Agatheio had garnered that they’d been of a dimension completely separate from his own. He’d look over at his master several times during the intense anecdote of their arrival. Shuul silently scoffed at the notion of beings hailing from a dimension alternative to his reality. Demonstrations of their vast technology led Agatheio to believe they’d been authentic in their claim, and a transient lesson in what they’d termed: mathematics planted seeds of doubt in his master’s beliefs. 


Their final show of strength had been reopening the tear in the fabric of space and time before the Prince’s eyes. The deafening split between dimensions of the wormhole's departure had echoed beyond the treeline. They’d gracefully thank the kind and welcoming hospitality of the Ithcan Prince and his master before they each stepped through the wormhole, leaving student and master to their solitude to continue their session. The reverberating sting of the closing wormhole sent a sea of shivers throughout the young Prince’s core. The sharp jolt psyched him.
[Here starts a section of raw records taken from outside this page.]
use std::collections::HashMap;

use anyhow::Context;
use async_trait::async_trait;
use sqlx::{PgConnection, PgPool, Postgres, Transaction};
use uuid::Uuid;

use crate::posts::{
    model::{Comment, Like, Post, PostError},
    repo_types::{CommentRow, LikeRow, PostRow},
};

/// Persistence for the post aggregate. Every mutating call is a single
/// atomic operation against the store.
#[async_trait]
pub trait PostStore: Send + Sync {
    async fn insert(&self, post: Post) -> anyhow::Result<Post>;
    /// Newest first.
    async fn list(&self) -> anyhow::Result<Vec<Post>>;
    async fn find(&self, id: Uuid) -> anyhow::Result<Option<Post>>;
    async fn delete(&self, id: Uuid, requester: Uuid) -> Result<(), PostError>;
    async fn toggle_like(&self, post_id: Uuid, user: Uuid) -> Result<Vec<Like>, PostError>;
    async fn unlike(&self, post_id: Uuid, user: Uuid) -> Result<Vec<Like>, PostError>;
    async fn add_comment(&self, post_id: Uuid, comment: Comment) -> Result<Vec<Comment>, PostError>;
    async fn delete_comment(
        &self,
        post_id: Uuid,
        comment_id: Uuid,
        requester: Uuid,
    ) -> Result<Vec<Comment>, PostError>;
    async fn toggle_comment_like(
        &self,
        post_id: Uuid,
        comment_id: Uuid,
        user: Uuid,
    ) -> Result<Vec<Comment>, PostError>;
}

#[derive(Clone)]
pub struct PgPostStore {
    db: PgPool,
}

impl PgPostStore {
    pub fn new(db: PgPool) -> Self {
        Self { db }
    }
}

#[async_trait]
impl PostStore for PgPostStore {
    async fn insert(&self, post: Post) -> anyhow::Result<Post> {
        let row = sqlx::query_as::<_, PostRow>(
            r#"
            INSERT INTO posts (id, user_id, name, avatar, text, created_at)
            VALUES ($1, $2, $3, $4, $5, $6)
            RETURNING id, user_id, name, avatar, text, created_at
            "#,
        )
        .bind(post.id)
        .bind(post.user)
        .bind(&post.name)
        .bind(&post.avatar)
        .bind(&post.text)
        .bind(post.date)
        .fetch_one(&self.db)
        .await
        .context("insert post")?;
        Ok(row.into_post(Vec::new(), Vec::new()))
    }

    async fn list(&self) -> anyhow::Result<Vec<Post>> {
        let mut tx = begin_snapshot(&self.db).await?;
        let rows = sqlx::query_as::<_, PostRow>(
            r#"
            SELECT id, user_id, name, avatar, text, created_at
            FROM posts
            ORDER BY created_at DESC
            "#,
        )
        .fetch_all(&mut *tx)
        .await
        .context("list posts")?;
        let posts = assemble(&mut tx, rows).await?;
        tx.commit().await.context("commit tx")?;
        Ok(posts)
    }

    async fn find(&self, id: Uuid) -> anyhow::Result<Option<Post>> {
        let mut tx = begin_snapshot(&self.db).await?;
        let row = sqlx::query_as::<_, PostRow>(
            r#"
            SELECT id, user_id, name, avatar, text, created_at
            FROM posts
            WHERE id = $1
            "#,
        )
        .bind(id)
        .fetch_optional(&mut *tx)
        .await
        .context("find post")?;
        let post = match row {
            Some(row) => assemble(&mut tx, vec![row]).await?.pop(),
            None => None,
        };
        tx.commit().await.context("commit tx")?;
        Ok(post)
    }

    async fn delete(&self, id: Uuid, requester: Uuid) -> Result<(), PostError> {
        let mut tx = self.db.begin().await.context("begin tx")?;
        let author = lock_post(&mut tx, id).await?.ok_or(PostError::PostNotFound)?;
        if author != requester {
            return Err(PostError::NotAuthorized);
        }
        sqlx::query("DELETE FROM posts WHERE id = $1")
            .bind(id)
            .execute(&mut *tx)
            .await
            .context("delete post")?;
        tx.commit().await.context("commit tx")?;
        Ok(())
    }

    async fn toggle_like(&self, post_id: Uuid, user: Uuid) -> Result<Vec<Like>, PostError> {
        let mut tx = self.db.begin().await.context("begin tx")?;
        lock_post(&mut tx, post_id).await?.ok_or(PostError::PostNotFound)?;
        sqlx::query(
            r#"
            WITH removed AS (
                DELETE FROM post_likes WHERE post_id = $1 AND user_id = $2
                RETURNING user_id
            )
            INSERT INTO post_likes (post_id, user_id)
            SELECT $1, $2 WHERE NOT EXISTS (SELECT 1 FROM removed)
            ON CONFLICT (post_id, user_id) DO NOTHING
            "#,
        )
        .bind(post_id)
        .bind(user)
        .execute(&mut *tx)
        .await
        .context("toggle post like")?;
        let likes = load_post_likes(&mut tx, post_id).await?;
        tx.commit().await.context("commit tx")?;
        Ok(likes)
    }

    async fn unlike(&self, post_id: Uuid, user: Uuid) -> Result<Vec<Like>, PostError> {
        let mut tx = self.db.begin().await.context("begin tx")?;
        lock_post(&mut tx, post_id).await?.ok_or(PostError::PostNotFound)?;
        let res = sqlx::query("DELETE FROM post_likes WHERE post_id = $1 AND user_id = $2")
            .bind(post_id)
            .bind(user)
            .execute(&mut *tx)
            .await
            .context("remove post like")?;
        if res.rows_affected() == 0 {
            return Err(PostError::NotLiked);
        }
        let likes = load_post_likes(&mut tx, post_id).await?;
        tx.commit().await.context("commit tx")?;
        Ok(likes)
    }

    async fn add_comment(&self, post_id: Uuid, comment: Comment) -> Result<Vec<Comment>, PostError> {
        let mut tx = self.db.begin().await.context("begin tx")?;
        lock_post(&mut tx, post_id).await?.ok_or(PostError::PostNotFound)?;
        sqlx::query(
            r#"
            INSERT INTO comments (id, post_id, user_id, name, avatar, text, created_at)
            VALUES ($1, $2, $3, $4, $5, $6, $7)
            "#,
        )
        .bind(comment.id)
        .bind(post_id)
        .bind(comment.user)
        .bind(&comment.name)
        .bind(&comment.avatar)
        .bind(&comment.text)
        .bind(comment.date)
        .execute(&mut *tx)
        .await
        .context("insert comment")?;
        let comments = load_comments_of(&mut tx, post_id).await?;
        tx.commit().await.context("commit tx")?;
        Ok(comments)
    }

    async fn delete_comment(
        &self,
        post_id: Uuid,
        comment_id: Uuid,
        requester: Uuid,
    ) -> Result<Vec<Comment>, PostError> {
        let mut tx = self.db.begin().await.context("begin tx")?;
        lock_post(&mut tx, post_id).await?.ok_or(PostError::CommentNotFound)?;
        let author = sqlx::query_scalar::<_, Uuid>(
            "SELECT user_id FROM comments WHERE id = $1 AND post_id = $2",
        )
        .bind(comment_id)
        .bind(post_id)
        .fetch_optional(&mut *tx)
        .await
        .context("find comment")?
        .ok_or(PostError::CommentNotFound)?;
        if author != requester {
            return Err(PostError::NotAuthorized);
        }
        sqlx::query("DELETE FROM comments WHERE id = $1")
            .bind(comment_id)
            .execute(&mut *tx)
            .await
            .context("delete comment")?;
        let comments = load_comments_of(&mut tx, post_id).await?;
        tx.commit().await.context("commit tx")?;
        Ok(comments)
    }

    async fn toggle_comment_like(
        &self,
        post_id: Uuid,
        comment_id: Uuid,
        user: Uuid,
    ) -> Result<Vec<Comment>, PostError> {
        let mut tx = self.db.begin().await.context("begin tx")?;
        lock_post(&mut tx, post_id).await?.ok_or(PostError::CommentNotFound)?;
        let exists = sqlx::query_scalar::<_, bool>(
            "SELECT EXISTS (SELECT 1 FROM comments WHERE id = $1 AND post_id = $2)",
        )
        .bind(comment_id)
        .bind(post_id)
        .fetch_one(&mut *tx)
        .await
        .context("find comment")?;
        if !exists {
            return Err(PostError::CommentNotFound);
        }
        sqlx::query(
            r#"
            WITH removed AS (
                DELETE FROM comment_likes WHERE comment_id = $1 AND user_id = $2
                RETURNING user_id
            )
            INSERT INTO comment_likes (comment_id, user_id)
            SELECT $1, $2 WHERE NOT EXISTS (SELECT 1 FROM removed)
            ON CONFLICT (comment_id, user_id) DO NOTHING
            "#,
        )
        .bind(comment_id)
        .bind(user)
        .execute(&mut *tx)
        .await
        .context("toggle comment like")?;
        let comments = load_comments_of(&mut tx, post_id).await?;
        tx.commit().await.context("commit tx")?;
        Ok(comments)
    }
}

/// Read-only transaction on a single snapshot: a post, its likes, its comments
/// and their likes are read as of the same instant.
async fn begin_snapshot(db: &PgPool) -> anyhow::Result<Transaction<'static, Postgres>> {
    let mut tx = db.begin().await.context("begin tx")?;
    sqlx::query("SET TRANSACTION ISOLATION LEVEL REPEATABLE READ, READ ONLY")
        .execute(&mut *tx)
        .await
        .context("set snapshot isolation")?;
    Ok(tx)
}

/// Row-locks the post for the rest of the transaction and returns its author.
async fn lock_post(conn: &mut PgConnection, id: Uuid) -> anyhow::Result<Option<Uuid>> {
    let author = sqlx::query_scalar::<_, Uuid>("SELECT user_id FROM posts WHERE id = $1 FOR UPDATE")
        .bind(id)
        .fetch_optional(&mut *conn)
        .await
        .context("lock post")?;
    Ok(author)
}

async fn load_post_likes(conn: &mut PgConnection, post_id: Uuid) -> anyhow::Result<Vec<Like>> {
    let users = sqlx::query_scalar::<_, Uuid>(
        "SELECT user_id FROM post_likes WHERE post_id = $1 ORDER BY seq DESC",
    )
    .bind(post_id)
    .fetch_all(&mut *conn)
    .await
    .context("load post likes")?;
    Ok(users.into_iter().map(|user| Like { user }).collect())
}

async fn load_comments_of(conn: &mut PgConnection, post_id: Uuid) -> anyhow::Result<Vec<Comment>> {
    let mut by_post = load_comments(conn, &[post_id]).await?;
    Ok(by_post.remove(&post_id).unwrap_or_default())
}

async fn load_comments(
    conn: &mut PgConnection,
    post_ids: &[Uuid],
) -> anyhow::Result<HashMap<Uuid, Vec<Comment>>> {
    let rows = sqlx::query_as::<_, CommentRow>(
        r#"
        SELECT id, post_id, user_id, name, avatar, text, created_at
        FROM comments
        WHERE post_id = ANY($1)
        ORDER BY seq DESC
        "#,
    )
    .bind(post_ids)
    .fetch_all(&mut *conn)
    .await
    .context("load comments")?;

    let likes = sqlx::query_as::<_, LikeRow>(
        r#"
        SELECT cl.comment_id AS parent_id, cl.user_id
        FROM comment_likes cl
        JOIN comments c ON c.id = cl.comment_id
        WHERE c.post_id = ANY($1)
        ORDER BY cl.seq DESC
        "#,
    )
    .bind(post_ids)
    .fetch_all(&mut *conn)
    .await
    .context("load comment likes")?;
    let mut likes = group_likes(likes);

    let mut out: HashMap<Uuid, Vec<Comment>> = HashMap::new();
    for row in rows {
        let comment_likes = likes.remove(&row.id).unwrap_or_default();
        out.entry(row.post_id)
            .or_default()
            .push(row.into_comment(comment_likes));
    }
    Ok(out)
}

/// Attaches likes and comments to each post row, keeping row order.
async fn assemble(conn: &mut PgConnection, rows: Vec<PostRow>) -> anyhow::Result<Vec<Post>> {
    if rows.is_empty() {
        return Ok(Vec::new());
    }
    let ids: Vec<Uuid> = rows.iter().map(|r| r.id).collect();

    let likes = sqlx::query_as::<_, LikeRow>(
        r#"
        SELECT post_id AS parent_id, user_id
        FROM post_likes
        WHERE post_id = ANY($1)
        ORDER BY seq DESC
        "#,
    )
    .bind(&ids)
    .fetch_all(&mut *conn)
    .await
    .context("load post likes")?;
    let mut likes = group_likes(likes);
    let mut comments = load_comments(conn, &ids).await?;

    Ok(rows
        .into_iter()
        .map(|row| {
            let post_likes = likes.remove(&row.id).unwrap_or_default();
            let post_comments = comments.remove(&row.id).unwrap_or_default();
            row.into_post(post_likes, post_comments)
        })
        .collect())
}

fn group_likes(rows: Vec<LikeRow>) -> HashMap<Uuid, Vec<Like>> {
    let mut out: HashMap<Uuid, Vec<Like>> = HashMap::new();
    for row in rows {
        out.entry(row.parent_id)
            .or_default()
            .push(Like { user: row.user_id });
    }
    out
}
“Stall your aura, young Prince.” Shuul palmed his shoulder, keeping his energy firm. 


“Master Shuul,” Agatheio started a thoughtful introspection. Shuul waited patiently for him to continue, “Do you think—in their dimension—there are reflections of ourselves who do not share our lives? Our values?” 


“We mustn't forget ourselves. We are but our own, whose lives are ruled by one.” Agatheio had an expression of dissatisfaction. “The matter is no longer one of importance.”  Come, for our session has ended.”


***


  Agatheio tossed under his sheets that night—troubled and restless. He'd been tormented by a mental visage of a tarnished painting decaying on an otherwise empty wall. A flame would ignite under what his consciousness would deem a portrait. He’d recognize the distorted face of Hyverant peeling off the canvas. The fire burned until the painting fell, shattering until Agatheio’s eyes opened. He sat up, disturbed. 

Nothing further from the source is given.